Delhi greeted me with arms wide open but I wanted nothing to do with it. I ignored all maps and simply headed south, stopping at any small village that seemed welcoming enough. Most times there was no hotel, but the locals were more than friendly. Sometimes they didn't even accept the handful of rupees I offered. I slept in houses made of sun-dried mud bricks, ate from big banana leaves and learned to clean myself in the river.

I never stayed more than two nights in one place, until it happened. I caught dysentery in a small farming village by the Ganges 3 hours from Varanasi; I was bedridden for two weeks.

The villagers took me in while I poured my guts out. The biggest shrine there was dedicated to Kali, the goddess of destruction, and my piercings and tattoos reminded them of her. They laid me down in a wooden frame laced with thick hemp rope that served as a bed and shared their monotonous food with me.

By the time I recovered and was able to get out of bed, I had become part of the village. I plowed the land and helped travelers wash their camels in the river. I would get lost among the mango and banana groves in the morning, while the mist still hung low. I walked in there with nothing but a machete, and came back out with mangoes and coconuts to eat with the children. The local barber shaved me squatting down on the street in exchange for some baseball lessons.

And one day they arrived. They, with their trucks loaded with medical equipment and jugs of clean drinking water, their clean uniforms and foreign smiles. Doctors without borders. They took our temperature, listened to our hearts and lungs. A gynecologist for the women, special care was given to babies. And of course, there was a dentist among them.

My body tingled with excitement as I sat down on the chair after waiting in line.
"Open, please," the dentist said. She probed and prodded my mouth with a mirror and a scaler. "Does this hurt?"
I tried to mumble something without drooling too much, tried to find her avoiding eyes.
"You're going to need a root canal for this one, but I can't do that here. It's not urgent, though."
"Can't you just pull it out?"
Her eyes met mine, if only for a second.
I walked away with a mouth full of cotton balls and the taste of mint mouthwash mixed with blood.

After a few hours they had gone through us all. They took everything down, put it away in the trucks, and all of them got on, shut the doors, while the last doctor finished an old lady's prescription.
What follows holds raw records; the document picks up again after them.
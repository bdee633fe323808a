//! Pairing-code issuance and redemption (§6, §4.3)

use std::sync::Arc;

use axum::extract::State;
use axum::routing::post;
use axum::{Json, Router};
use chrono::{DateTime, Utc};
use serde::{Deserialize, Serialize};

use super::middleware::AuthenticatedAccount;
use super::ApiState;
use crate::{Error, Result};

pub fn router() -> Router<Arc<ApiState>> {
    Router::new()
        .route("/pair", post(issue))
        .route("/pair/confirm", post(confirm))
}

#[derive(Deserialize)]
struct IssueRequest {
    host_device_id: i64,
}

#[derive(Serialize)]
struct IssueResponse {
    code: String,
    expires_at: DateTime<Utc>,
}

async fn issue(
    State(state): State<Arc<ApiState>>,
    AuthenticatedAccount(account_id): AuthenticatedAccount,
    Json(body): Json<IssueRequest>,
) -> Result<Json<IssueResponse>> {
    let issued = state.pairing_service.issue_code(account_id, body.host_device_id)?;
    Ok(Json(IssueResponse { code: issued.code, expires_at: issued.expires_at }))
}

#[derive(Deserialize)]
struct ConfirmRequest {
    code: String,
    client_device_id: i64,
}

#[derive(Serialize)]
struct ConfirmResponse {
    pairing_id: i64,
    host_device_id: i64,
}

async fn confirm(
    State(state): State<Arc<ApiState>>,
    AuthenticatedAccount(account_id): AuthenticatedAccount,
    Json(body): Json<ConfirmRequest>,
) -> Result<Json<ConfirmResponse>> {
    let account = state
        .accounts
        .find(account_id)?
        .ok_or(Error::Unauthenticated)?;

    if let Err(retry_after_secs) = state.pair_confirm_limiter.check(&account.username) {
        return Err(Error::TooManyAttempts { retry_after_secs });
    }

    let pairing = state
        .pairing_service
        .confirm_code(account_id, &body.code, body.client_device_id)?;

    Ok(Json(ConfirmResponse {
        pairing_id: pairing.id,
        host_device_id: pairing.host_device_id,
    }))
}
I looked at the scene in disbelief. "Wait, you're leaving already?" The doctor just looked and raised her eyebrows. I went next to the trucks to look at all of them. "You mean you just come here and do your check-ups and leave?" The doctors, the villagers and the children, they all stared at me in silence. "You mean to tell me you just come here, pull some teeth and leave?" I was shouting, breathing heavy. "What about... talking to us? What about... a meal with us? What about..." I looked towards the river. "What about a hug?"
"Come on Hala, let's go," somebody yelled from one of the trucks.

I stormed out and was back there some seconds later with a clucking chicken in one arm and a machete in the other.
"Well, don't forget your fucking present!"
I held the clucking beast upside down, its head almost touching the ground, and struck as hard as I could while keeping my eyes open. The bone-and-cartilage claws dug deep into my hand as I wrestled against the final tugs of the flapping bird. A trail of blood followed me to the truck and I smashed the animal on the windshield; white feathers danced against the silence of the crowd.

The following day I started walking down the road with the first light of the morning. The whole village rose early to watch me leave, but no one waved goodbye.